In recent, semiconductor memory devices continue to approach to high integration and high speed with development of technologies and are employed and used in various products including large home electric appliances and small mobile products.
These semiconductor memory device is made up of a plurality of memory cells in which data is recorded, and the data is read out as ‘1’ or ‘0’ depending on an amount of charge accumulated in the memory cell. Upon read operation, the data stored in the memory cell is transferred through a bit line, a local line and a global line in turn, and is then outputted to an outside through a data pad. In order to prevent the data from being lost during passing through the various transfer paths, a sense amplifier is provided between respective lines to maintain data level.
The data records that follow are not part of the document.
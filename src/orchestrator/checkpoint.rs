//! Memory Checkpoint Trigger
//!
//! After a step completes, every checkpoint bound to it asks the memory
//! worker to persist what the step (and its direct dependencies) found.
//! A failed update is logged in the context and never blocks the plan.

use std::collections::HashSet;

use super::context::ExecutionContext;
use super::propagation::summarize;
use super::registry::{CapabilityRegistry, WorkerRequest};
use super::role::WorkerRole;
use super::types::{MemoryCheckpoint, Plan, PlanEvent, StepId};
use super::EventSink;

/// `Step id (agent): description -> result` for the step and its completed
/// direct dependencies, in plan order
pub fn checkpoint_lines(plan: &Plan, step_id: StepId) -> Vec<String> {
    let Some(step) = plan.find_step(step_id) else {
        return Vec::new();
    };
    plan.steps
        .iter()
        .filter(|s| s.id == step_id || step.dependencies.contains(&s.id))
        .filter(|s| s.completed)
        .map(|s| {
            let result = s.result.as_ref().map(|r| r.to_string()).unwrap_or_default();
            format!("{} -> {}", s.header(), result)
        })
        .collect()
}

fn instruction(checkpoint: &MemoryCheckpoint, lines: &[String]) -> String {
    format!(
        "Update the knowledge file `{}`.\nWhat to record: {}\n\nStep results:\n{}",
        checkpoint.file_path,
        checkpoint.description,
        lines.join("\n")
    )
}

/// Fires each checkpoint at most once per plan
#[derive(Debug, Default)]
pub struct CheckpointTrigger {
    fired: HashSet<usize>,
}

impl CheckpointTrigger {
    pub fn new() -> Self {
        Self::default()
    }

    /// Run the checkpoints bound to `step_id`; returns how many ran
    pub async fn fire(
        &mut self,
        ctx: &mut ExecutionContext,
        registry: &CapabilityRegistry,
        step_id: StepId,
        recent_entries: usize,
        events: &EventSink,
    ) -> usize {
        let Some(plan) = ctx.plan() else {
            return 0;
        };
        if !plan.is_completed(step_id) {
            return 0;
        }

        let pending: Vec<(usize, MemoryCheckpoint)> = plan
            .checkpoints_after(step_id)
            .into_iter()
            .filter(|(index, _)| !self.fired.contains(index))
            .map(|(index, cp)| (index, cp.clone()))
            .collect();
        if pending.is_empty() {
            return 0;
        }
        let lines = checkpoint_lines(plan, step_id);

        for (index, checkpoint) in &pending {
            self.fired.insert(*index);
            tracing::info!(
                "Memory checkpoint after step {}: updating {}",
                step_id,
                checkpoint.file_path
            );

            let request = WorkerRequest::new(instruction(checkpoint, &lines))
                .with_context(summarize(ctx, step_id, recent_entries));

            let outcome = match registry.resolve(WorkerRole::Memory) {
                Ok(worker) => worker.execute(request).await,
                Err(e) => Err(e.into()),
            };

            let success = match outcome {
                Ok(output) => {
                    ctx.apply(output.records);
                    if let Some(usage) = output.usage {
                        ctx.record_token_usage(WorkerRole::Memory.as_str(), &usage.usage, &usage.model);
                    }
                    true
                }
                Err(e) => {
                    tracing::warn!("Memory checkpoint after step {} failed: {:#}", step_id, e);
                    ctx.record_error(Some(step_id), format!("Memory update error: {:#}", e), None);
                    false
                }
            };

            events.emit(PlanEvent::CheckpointFired {
                request_id: ctx.request_id().to_string(),
                step_id,
                file_path: checkpoint.file_path.clone(),
                success,
            });
        }

        pending.len()
    }
}
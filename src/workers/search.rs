//! Search worker
//!
//! The model picks regex patterns for the step, the project is searched with
//! ripgrep's engine (respecting .gitignore), and the model condenses the
//! matches into an answer.

use anyhow::{Context, Result};
use async_trait::async_trait;
use grep::regex::RegexMatcher;
use grep::searcher::sinks::UTF8;
use grep::searcher::Searcher;
use ignore::WalkBuilder;
use schemars::JsonSchema;
use serde::Deserialize;
use std::collections::BTreeMap;
use std::path::{Path, PathBuf};
use std::sync::Arc;

use crate::llm::{generate_object, LlmClient, Message};
use crate::orchestrator::context::LineRange;
use crate::orchestrator::{ResourceRecord, Worker, WorkerOutput, WorkerRequest};

use super::worker_messages;

const QUERY_PROMPT: &str = r#"You are the search worker of stepwise, an AI coding assistant.
Choose up to 3 regular expressions (Rust regex syntax) that will find the code or text the step needs.
Prefer identifiers and distinctive phrases over generic words. Optionally restrict the search with a file glob such as "*.rs"."#;

const ANSWER_PROMPT: &str = r#"You are the search worker of stepwise, an AI coding assistant.
Answer the step using the search matches provided. Name files and line numbers. Say so plainly when the matches do not answer the question."#;

#[derive(Debug, Deserialize, JsonSchema)]
struct SearchQuery {
    /// Regular expressions to search for
    patterns: Vec<String>,
    /// Optional file glob, e.g. "*.rs"
    #[serde(default)]
    include: Option<String>,
}

/// One matching line
#[derive(Debug, Clone, PartialEq, Eq)]
pub struct SearchMatch {
    pub path: String,
    pub line: u64,
    pub text: String,
}

/// Search files under `root` for `pattern`, returning at most `limit` matches
pub fn search_files(
    root: &Path,
    pattern: &str,
    include: Option<&str>,
    limit: usize,
) -> Result<Vec<SearchMatch>> {
    let matcher = RegexMatcher::new(pattern)
        .with_context(|| format!("Invalid regex pattern: {}", pattern))?;

    let mut walker_builder = WalkBuilder::new(root);
    walker_builder
        .hidden(false)
        .git_ignore(true)
        .git_global(true)
        .git_exclude(true)
        .filter_entry(|entry| entry.file_name() != ".git");

    if let Some(include) = include {
        let mut types_builder = ignore::types::TypesBuilder::new();
        types_builder.add("custom", include)?;
        types_builder.select("custom");
        walker_builder.types(types_builder.build()?);
    }

    let mut matches = Vec::new();
    for entry in walker_builder.build().filter_map(|e| e.ok()) {
        if matches.len() >= limit {
            break;
        }
        let path = entry.path();
        if !path.is_file() {
            continue;
        }

        let relative = path
            .strip_prefix(root)
            .map(|p| p.to_string_lossy().to_string())
            .unwrap_or_else(|_| path.to_string_lossy().to_string());

        let mut searcher = Searcher::new();
        let _ = searcher.search_path(
            &matcher,
            path,
            UTF8(|line_num, line| {
                if matches.len() < limit {
                    matches.push(SearchMatch {
                        path: relative.clone(),
                        line: line_num,
                        text: line.trim().to_string(),
                    });
                }
                Ok(matches.len() < limit)
            }),
        );
    }

    Ok(matches)
}

/// Files touched by a set of matches, with the span of matched lines
fn resource_records(matches: &[SearchMatch]) -> Vec<ResourceRecord> {
    let mut spans: BTreeMap<&str, (u64, u64)> = BTreeMap::new();
    for m in matches {
        let span = spans.entry(&m.path).or_insert((m.line, m.line));
        span.0 = span.0.min(m.line);
        span.1 = span.1.max(m.line);
    }

    let mut records = Vec::new();
    for (path, (start, end)) in spans {
        records.push(ResourceRecord::FileSearched(path.to_string()));
        records.push(ResourceRecord::FileRead {
            path: path.to_string(),
            lines: Some(LineRange {
                start: start as usize,
                end: end as usize,
            }),
        });
    }
    records
}

fn format_matches(pattern_results: &[(String, Vec<SearchMatch>)], limit: usize) -> String {
    let mut text = String::new();
    for (pattern, matches) in pattern_results {
        if matches.is_empty() {
            text.push_str(&format!("No matches found for pattern: {}\n\n", pattern));
            continue;
        }
        text.push_str(&format!("Found {} matches for '{}':\n", matches.len(), pattern));
        for m in matches {
            text.push_str(&format!("{}:{}: {}\n", m.path, m.line, m.text));
        }
        if matches.len() >= limit {
            text.push_str(&format!("(Results truncated at {} matches)\n", limit));
        }
        text.push('\n');
    }
    text
}

pub struct SearchWorker {
    llm: Arc<dyn LlmClient>,
    project_path: PathBuf,
    max_results: usize,
    schema_attempts: usize,
}

impl SearchWorker {
    pub fn new(
        llm: Arc<dyn LlmClient>,
        project_path: PathBuf,
        max_results: usize,
        schema_attempts: usize,
    ) -> Self {
        Self {
            llm,
            project_path,
            max_results,
            schema_attempts,
        }
    }
}

#[async_trait]
impl Worker for SearchWorker {
    fn name(&self) -> &str {
        "search"
    }

    async fn execute(&self, request: WorkerRequest) -> Result<WorkerOutput> {
        let mut messages = worker_messages(&request)?;

        let query = generate_object::<SearchQuery>(
            self.llm.as_ref(),
            QUERY_PROMPT,
            &messages,
            "choose_search",
            "Choose the patterns to search the project for",
            self.schema_attempts,
        )
        .await?;
        let mut usage = query.usage.clone();

        let mut pattern_results = Vec::new();
        let mut all_matches = Vec::new();
        for pattern in query.value.patterns.iter().take(3) {
            let root = self.project_path.clone();
            let owned_pattern = pattern.clone();
            let include = query.value.include.clone();
            let limit = self.max_results;

            tracing::debug!("Searching for '{}' in {}", pattern, root.display());
            let result = tokio::task::spawn_blocking(move || {
                search_files(&root, &owned_pattern, include.as_deref(), limit)
            })
            .await
            .context("Search task panicked")?;

            match result {
                Ok(matches) => {
                    all_matches.extend(matches.iter().cloned());
                    pattern_results.push((pattern.clone(), matches));
                }
                Err(e) => {
                    tracing::warn!("Skipping search pattern: {:#}", e);
                    pattern_results.push((format!("{} (invalid: {})", pattern, e), Vec::new()));
                }
            }
        }

        messages.push(Message::user(format!(
            "Search results:\n\n{}",
            format_matches(&pattern_results, self.max_results)
        )));
        let response = self
            .llm
            .send_message_with_system(&messages, &[], Some(ANSWER_PROMPT))
            .await?;
        let answer = response.text();
        usage.accumulate(&response.usage.unwrap_or_default());

        Ok(WorkerOutput::text(answer.trim())
            .with_records(resource_records(&all_matches))
            .with_usage(usage, self.llm.model()))
    }
}
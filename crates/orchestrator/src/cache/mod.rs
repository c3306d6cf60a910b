//! Generation cache
//!
//! Bounded LRU stores for generated images (JPEG-compressed) and text, keyed
//! by request fingerprint.

pub mod generation_cache;
pub mod lru;

pub use generation_cache::{CacheConfig, CacheStats, GenerationCache};
pub use self::lru::BoundedLru;
//! Configuration loader
//!
//! Priority order, lowest first:
//! 1. Defaults
//! 2. TOML file (explicit path, or the first `genai.toml` on the search path)
//! 3. Environment variables prefixed with `GENAI_` (`.env` is honored)
//!
//! The merged result is validated before it is returned.

use crate::config_base::OrchestratorSettings;
use crate::errors::{ConfigError, ConfigResult};
use std::env;
use std::fs;
use std::path::{Path, PathBuf};
use std::str::FromStr;
use tracing::{debug, info};

const CONFIG_FILE_NAME: &str = "genai.toml";

pub struct ConfigurationLoader {
    search_paths: Vec<PathBuf>,
    env_prefix: String,
    load_dotenv: bool,
}

impl Default for ConfigurationLoader {
    fn default() -> Self {
        Self::new()
    }
}

impl ConfigurationLoader {
    pub fn new() -> Self {
        let mut search_paths = Vec::new();

        if let Some(config_dir) = dirs::config_dir() {
            search_paths.push(config_dir.join("genai"));
        }
        search_paths.push(PathBuf::from("."));

        Self {
            search_paths,
            env_prefix: "GENAI".to_string(),
            load_dotenv: true,
        }
    }

    /// Loader that only looks where it is told to, for tests and embedding
    pub fn isolated() -> Self {
        Self {
            search_paths: Vec::new(),
            env_prefix: "GENAI".to_string(),
            load_dotenv: false,
        }
    }

    pub fn add_search_path<P: AsRef<Path>>(&mut self, path: P) -> &mut Self {
        self.search_paths.push(path.as_ref().to_path_buf());
        self
    }

    pub fn env_prefix<S: Into<String>>(&mut self, prefix: S) -> &mut Self {
        self.env_prefix = prefix.into();
        self
    }

    /// Load using the search path
    pub fn load(&self) -> ConfigResult<OrchestratorSettings> {
        let file = self.find_configuration_file();
        self.load_layers(file.as_deref())
    }

    /// Load with an explicit file; a missing file is an error here
    pub fn load_from(&self, path: impl AsRef<Path>) -> ConfigResult<OrchestratorSettings> {
        let path = path.as_ref();
        if !path.exists() {
            return Err(ConfigError::FileNotFound {
                file_path: path.display().to_string(),
            });
        }
        self.load_layers(Some(path))
    }

    fn load_layers(&self, file: Option<&Path>) -> ConfigResult<OrchestratorSettings> {
        if self.load_dotenv {
            dotenv::dotenv().ok();
        }

        let mut settings = match file {
            Some(path) => {
                info!(path = %path.display(), "Loading orchestrator configuration");
                Self::parse_file(path)?
            }
            None => {
                debug!("No configuration file found, using defaults");
                OrchestratorSettings::default()
            }
        };

        self.apply_environment_variables(&mut settings)?;
        settings.validate()?;

        Ok(settings)
    }

    fn parse_file(path: &Path) -> ConfigResult<OrchestratorSettings> {
        let content = fs::read_to_string(path).map_err(|e| ConfigError::ParsingFailed {
            format: "toml".to_string(),
            reason: format!("cannot read {}: {}", path.display(), e),
        })?;

        toml::from_str(&content).map_err(|e| ConfigError::ParsingFailed {
            format: "toml".to_string(),
            reason: e.to_string(),
        })
    }

    fn find_configuration_file(&self) -> Option<PathBuf> {
        self.search_paths
            .iter()
            .map(|dir| dir.join(CONFIG_FILE_NAME))
            .find(|candidate| candidate.is_file())
    }

    fn apply_environment_variables(&self, settings: &mut OrchestratorSettings) -> ConfigResult<()> {
        if let Some(v) = self.env_value("RETRY_MAX_ATTEMPTS")? {
            settings.retry.max_attempts = v;
        }
        if let Some(v) = self.env_value("RETRY_INITIAL_DELAY_MS")? {
            settings.retry.initial_delay_ms = v;
        }
        if let Some(v) = self.env_value("RETRY_MAX_DELAY_MS")? {
            settings.retry.max_delay_ms = v;
        }
        if let Some(v) = self.env_value("RETRY_BACKOFF_MULTIPLIER")? {
            settings.retry.backoff_multiplier = v;
        }
        if let Some(v) = self.env_value("RETRY_MAX_JITTER_MS")? {
            settings.retry.max_jitter_ms = v;
        }
        if let Some(v) = self.env_value("CIRCUIT_FAILURE_THRESHOLD")? {
            settings.circuit_breaker.failure_threshold = v;
        }
        if let Some(v) = self.env_value("CIRCUIT_RECOVERY_TIMEOUT_MS")? {
            settings.circuit_breaker.recovery_timeout_ms = v;
        }
        if let Some(v) = self.env_value("CACHE_IMAGE_CAPACITY")? {
            settings.cache.image_capacity = v;
        }
        if let Some(v) = self.env_value("CACHE_TEXT_CAPACITY")? {
            settings.cache.text_capacity = v;
        }
        if let Some(v) = self.env_value("CACHE_IMAGE_QUALITY")? {
            settings.cache.image_quality = v;
        }
        if let Some(v) = self.env_value("CACHE_ADAPT_TO_DEVICE")? {
            settings.cache.adapt_to_device = v;
        }
        if let Some(v) = self.env_value::<usize>("SCHEDULER_MAX_CONCURRENT")? {
            settings.scheduler.max_concurrent_tasks = Some(v);
        }
        if let Some(v) = self.env_value("TELEMETRY_RECENT_CAPACITY")? {
            settings.telemetry.recent_metrics_capacity = v;
        }
        if let Some(v) = self.env_value("TELEMETRY_FRAME_DROP_THRESHOLD_MS")? {
            settings.telemetry.frame_drop_threshold_ms = v;
        }

        Ok(())
    }

    fn env_value<T: FromStr>(&self, suffix: &str) -> ConfigResult<Option<T>>
    where
        T::Err: std::fmt::Display,
    {
        let var_name = format!("{}_{}", self.env_prefix, suffix);
        match env::var(&var_name) {
            Ok(raw) => raw
                .trim()
                .parse::<T>()
                .map(Some)
                .map_err(|e| ConfigError::EnvVarError {
                    var_name,
                    reason: e.to_string(),
                }),
            Err(_) => Ok(None),
        }
    }
}
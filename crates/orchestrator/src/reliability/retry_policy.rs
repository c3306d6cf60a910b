//! Retry Policy Implementation
//!
//! Exponential backoff with jitter around a single remote call, guarded by the
//! shared [`CircuitBreaker`]. The breaker is checked before every attempt and
//! every failed attempt counts toward its threshold, so a loop stops as soon
//! as any caller of the same engine opens the circuit.

use super::circuit_breaker::{CircuitBreaker, CircuitBreakerState};
use crate::endpoint::RemoteError;
use crate::telemetry::TelemetryRecorder;
use common::{ErrorKind, GenerationError, RetryConfigBase};
use rand::Rng;
use serde::{Deserialize, Serialize};
use std::future::Future;
use std::sync::Arc;
use std::time::Duration;
use thiserror::Error;
use tracing::{debug, info, warn};

/// Why a single attempt (or the whole call) failed
#[derive(Debug, Clone, PartialEq, Error)]
pub enum RetryError {
    #[error("{0}")]
    Remote(RemoteError),

    #[error("remote returned no result")]
    EmptyResult,

    #[error("circuit breaker is open, retry after {retry_after:?}")]
    CircuitOpen { retry_after: Duration },
}

impl RetryError {
    pub fn kind(&self) -> ErrorKind {
        match self {
            RetryError::Remote(err) => err.kind,
            RetryError::EmptyResult => ErrorKind::Transient,
            RetryError::CircuitOpen { .. } => ErrorKind::CircuitOpen,
        }
    }

    /// Map into the pipeline error surfaced to callers.
    pub fn to_generation_error(&self, operation: &str) -> GenerationError {
        match self {
            RetryError::Remote(err) => GenerationError::from_kind(err.kind, err.message.clone()),
            RetryError::EmptyResult => GenerationError::EmptyResult {
                operation: operation.to_string(),
            },
            RetryError::CircuitOpen { retry_after } => GenerationError::CircuitOpen {
                retry_after_ms: retry_after.as_millis() as u64,
            },
        }
    }
}

/// Configuration for retry policy
#[derive(Debug, Clone, Serialize, Deserialize)]
pub struct RetryConfig {
    pub max_attempts: u32,
    pub initial_delay: Duration,
    pub max_delay: Duration,
    pub backoff_multiplier: f64,
    /// Upper bound of the uniform jitter added to each sleep
    pub max_jitter: Duration,
}

impl Default for RetryConfig {
    fn default() -> Self {
        Self {
            max_attempts: 3,
            initial_delay: Duration::from_millis(1000),
            max_delay: Duration::from_millis(10_000),
            backoff_multiplier: 2.0,
            max_jitter: Duration::from_millis(500),
        }
    }
}

impl From<&RetryConfigBase> for RetryConfig {
    fn from(base: &RetryConfigBase) -> Self {
        Self {
            max_attempts: base.max_attempts.max(1),
            initial_delay: Duration::from_millis(base.initial_delay_ms),
            max_delay: Duration::from_millis(base.max_delay_ms),
            backoff_multiplier: base.backoff_multiplier.max(1.0),
            max_jitter: Duration::from_millis(base.max_jitter_ms),
        }
    }
}

impl RetryConfig {
    /// Delay that follows `current`, capped at `max_delay`.
    pub fn next_delay(&self, current: Duration) -> Duration {
        let scaled = current.as_secs_f64() * self.backoff_multiplier;
        Duration::try_from_secs_f64(scaled)
            .unwrap_or(self.max_delay)
            .min(self.max_delay)
    }

    fn jitter(&self) -> Duration {
        let max_ms = self.max_jitter.as_millis() as u64;
        if max_ms == 0 {
            return Duration::ZERO;
        }
        Duration::from_millis(rand::thread_rng().gen_range(0..=max_ms))
    }
}

/// Result of one `execute_with_retry` call
#[derive(Debug, Clone, PartialEq)]
pub enum RetryOutcome<T> {
    Success { value: T, attempt: u32 },
    Failure { attempts: u32, errors: Vec<RetryError> },
}

impl<T> RetryOutcome<T> {
    pub fn is_success(&self) -> bool {
        matches!(self, RetryOutcome::Success { .. })
    }

    /// Value on success, otherwise the last error seen.
    pub fn into_result(self) -> Result<T, RetryError> {
        match self {
            RetryOutcome::Success { value, .. } => Ok(value),
            RetryOutcome::Failure { mut errors, .. } => {
                Err(errors.pop().unwrap_or(RetryError::EmptyResult))
            }
        }
    }
}

/// Retry executor shared by every sub-request of one orchestrator
#[derive(Debug)]
pub struct RetryEngine {
    config: RetryConfig,
    breaker: CircuitBreaker,
    telemetry: Arc<TelemetryRecorder>,
}

impl RetryEngine {
    pub fn new(
        config: RetryConfig,
        breaker: CircuitBreaker,
        telemetry: Arc<TelemetryRecorder>,
    ) -> Self {
        Self {
            config,
            breaker,
            telemetry,
        }
    }

    pub fn config(&self) -> &RetryConfig {
        &self.config
    }

    pub fn circuit_breaker(&self) -> &CircuitBreaker {
        &self.breaker
    }

    /// [`Self::execute_with_retry`] with the engine's own configuration.
    pub async fn execute<T, F, Fut>(&self, request_id: &str, operation: F) -> RetryOutcome<T>
    where
        F: FnMut(u32) -> Fut,
        Fut: Future<Output = Result<Option<T>, RemoteError>>,
    {
        let config = self.config.clone();
        self.execute_with_retry(request_id, &config, operation).await
    }

    /// Run `operation` until it yields a value, attempts run out, a
    /// non-retryable kind shows up, or the circuit opens.
    ///
    /// `operation` receives the 1-based attempt number. `Ok(None)` counts as
    /// a failure.
    pub async fn execute_with_retry<T, F, Fut>(
        &self,
        request_id: &str,
        config: &RetryConfig,
        mut operation: F,
    ) -> RetryOutcome<T>
    where
        F: FnMut(u32) -> Fut,
        Fut: Future<Output = Result<Option<T>, RemoteError>>,
    {
        if !self.breaker.try_acquire() {
            let retry_after = self.breaker.retry_after();
            warn!(
                request_id,
                retry_after_ms = retry_after.as_millis() as u64,
                "Circuit breaker open, rejecting call"
            );
            return RetryOutcome::Failure {
                attempts: 0,
                errors: vec![RetryError::CircuitOpen { retry_after }],
            };
        }

        let max_attempts = config.max_attempts.max(1);
        let mut delay = config.initial_delay;
        let mut errors = Vec::new();

        for attempt in 1..=max_attempts {
            if attempt > 1 {
                // Another caller may have opened the shared breaker while we slept
                if !self.breaker.try_acquire() {
                    let retry_after = self.breaker.retry_after();
                    warn!(
                        request_id,
                        attempt,
                        retry_after_ms = retry_after.as_millis() as u64,
                        "Circuit opened during backoff, abandoning retries"
                    );
                    errors.push(RetryError::CircuitOpen { retry_after });
                    return RetryOutcome::Failure {
                        attempts: attempt - 1,
                        errors,
                    };
                }
                self.telemetry.record_retry(request_id, attempt);
            }

            let error = match operation(attempt).await {
                Ok(Some(value)) => {
                    self.breaker.record_success();
                    if attempt > 1 {
                        info!(request_id, attempt, "Operation succeeded after retries");
                    }
                    return RetryOutcome::Success { value, attempt };
                }
                Ok(None) => RetryError::EmptyResult,
                Err(err) => RetryError::Remote(err),
            };

            let kind = error.kind();
            warn!(
                request_id,
                attempt,
                max_attempts,
                error_kind = %kind,
                retryable = kind.is_retryable(),
                error = %error,
                "Attempt failed"
            );
            errors.push(error);

            if self.breaker.record_failure() {
                self.telemetry.record_circuit_trip();
            }
            if self.breaker.state() == CircuitBreakerState::Open {
                return RetryOutcome::Failure {
                    attempts: attempt,
                    errors,
                };
            }

            if kind.aborts_retry() {
                debug!(request_id, error_kind = %kind, "Not retrying");
                return RetryOutcome::Failure {
                    attempts: attempt,
                    errors,
                };
            }

            if attempt < max_attempts {
                let sleep_for = delay + config.jitter();
                debug!(
                    request_id,
                    attempt,
                    delay_ms = sleep_for.as_millis() as u64,
                    "Backing off before next attempt"
                );
                tokio::time::sleep(sleep_for).await;
                delay = config.next_delay(delay);
            }
        }

        RetryOutcome::Failure {
            attempts: max_attempts,
            errors,
        }
    }

    /// Content-based check used for logging; the loop itself switches on
    /// [`ErrorKind`].
    pub fn is_retryable(error: &RemoteError) -> bool {
        error.kind.is_retryable() || ErrorKind::classify_message(&error.message).is_retryable()
    }

    pub fn reset_circuit_breaker(&self) {
        self.breaker.reset();
    }
}

#[cfg(test)]
mod tests {
    use super::*;
    use crate::reliability::CircuitBreakerConfig;
    use std::sync::atomic::{AtomicU32, Ordering};

    fn quick_config(max_attempts: u32) -> RetryConfig {
        RetryConfig {
            max_attempts,
            initial_delay: Duration::from_millis(1),
            max_delay: Duration::from_millis(4),
            backoff_multiplier: 2.0,
            max_jitter: Duration::ZERO,
        }
    }

    fn engine() -> RetryEngine {
        RetryEngine::new(
            quick_config(3),
            CircuitBreaker::new(CircuitBreakerConfig::default()),
            Arc::new(TelemetryRecorder::new()),
        )
    }

    #[tokio::test]
    async fn test_successful_operation_no_retries() {
        let engine = engine();
        let outcome = engine.execute("r1", |_| async { Ok(Some(42)) }).await;
        assert_eq!(outcome, RetryOutcome::Success { value: 42, attempt: 1 });
    }

    #[tokio::test]
    async fn test_empty_result_is_retried() {
        let engine = engine();
        let calls = AtomicU32::new(0);

        let outcome = engine
            .execute("r1", |attempt| {
                calls.fetch_add(1, Ordering::SeqCst);
                async move { Ok(if attempt == 2 { Some("ok") } else { None }) }
            })
            .await;

        assert_eq!(outcome, RetryOutcome::Success { value: "ok", attempt: 2 });
        assert_eq!(calls.load(Ordering::SeqCst), 2);
    }

    #[tokio::test]
    async fn test_auth_failure_is_not_retried() {
        let engine = engine();
        let calls = AtomicU32::new(0);

        let outcome: RetryOutcome<()> = engine
            .execute("r1", |_| {
                calls.fetch_add(1, Ordering::SeqCst);
                async { Err(RemoteError::new(ErrorKind::Auth, "401 Unauthorized")) }
            })
            .await;

        assert!(matches!(outcome, RetryOutcome::Failure { attempts: 1, .. }));
        assert_eq!(calls.load(Ordering::SeqCst), 1);
    }

    #[tokio::test]
    async fn test_unknown_errors_are_still_retried() {
        let engine = engine();
        let outcome: RetryOutcome<()> = engine
            .execute("r1", |_| async { Err(RemoteError::new(ErrorKind::Unknown, "malformed")) })
            .await;

        match outcome {
            RetryOutcome::Failure { attempts, errors } => {
                assert_eq!(attempts, 3);
                assert_eq!(errors.len(), 3);
            }
            other => panic!("expected failure, got {:?}", other),
        }
    }

    #[tokio::test]
    async fn test_stops_when_breaker_opened_elsewhere() {
        let engine = engine();
        let calls = AtomicU32::new(0);

        let outcome: RetryOutcome<()> = engine
            .execute("r1", |_| {
                calls.fetch_add(1, Ordering::SeqCst);
                // A concurrent caller trips the shared breaker mid-call
                for _ in 0..5 {
                    engine.circuit_breaker().record_failure();
                }
                async { Err(RemoteError::transient("timeout")) }
            })
            .await;

        assert!(matches!(outcome, RetryOutcome::Failure { attempts: 1, .. }));
        assert_eq!(calls.load(Ordering::SeqCst), 1);
        assert_eq!(engine.circuit_breaker().state(), CircuitBreakerState::Open);
    }

    #[test]
    fn test_backoff_growth_is_capped() {
        let config = RetryConfig {
            initial_delay: Duration::from_millis(100),
            max_delay: Duration::from_millis(350),
            ..RetryConfig::default()
        };

        let second = config.next_delay(config.initial_delay);
        let third = config.next_delay(second);
        let fourth = config.next_delay(third);

        assert_eq!(second, Duration::from_millis(200));
        assert_eq!(third, Duration::from_millis(350));
        assert_eq!(fourth, Duration::from_millis(350));
    }

    #[test]
    fn test_jitter_stays_in_bounds() {
        let config = RetryConfig::default();
        for _ in 0..100 {
            assert!(config.jitter() <= Duration::from_millis(500));
        }
        assert_eq!(quick_config(1).jitter(), Duration::ZERO);
    }

    #[test]
    fn test_error_mapping() {
        let open = RetryError::CircuitOpen {
            retry_after: Duration::from_secs(2),
        };
        assert_eq!(open.kind(), ErrorKind::CircuitOpen);
        assert_eq!(
            open.to_generation_error("image"),
            GenerationError::CircuitOpen { retry_after_ms: 2000 }
        );
        assert!(matches!(
            RetryError::EmptyResult.to_generation_error("text"),
            GenerationError::EmptyResult { .. }
        ));
        assert!(RetryEngine::is_retryable(&RemoteError::new(
            ErrorKind::Unknown,
            "connection reset"
        )));
    }
}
This sense amplifier is provided on the bit line, the local line and the global line, respectively.
Among these, a sense amplifier that senses the data inputted through the local line and transfers it to the global line will be exemplary described herein. In general, the sense amplifier receives and senses the data through a first line pair including a first line and a first inverted line and outputs it to a second line. At this time, in order for the sensing operation of the sense amplifier, a potential difference in the first line pair must be more than a predetermined level (hereinafter, referred to as ‘sensing level’). The sense amplifier performs the sensing operation properly when the potential difference in the first line pair is more than the sensing level. On the contrary, an error occurs in the sensing operation when the potential difference in the first line pair is smaller than the sensing level. In other words, the sense amplifier cannot properly sense the data transferred through the first line pair and may output the data to the second line with the level of the data being inverted when the potential difference between the first line pair is smaller than the sensing level of the sense amplifier.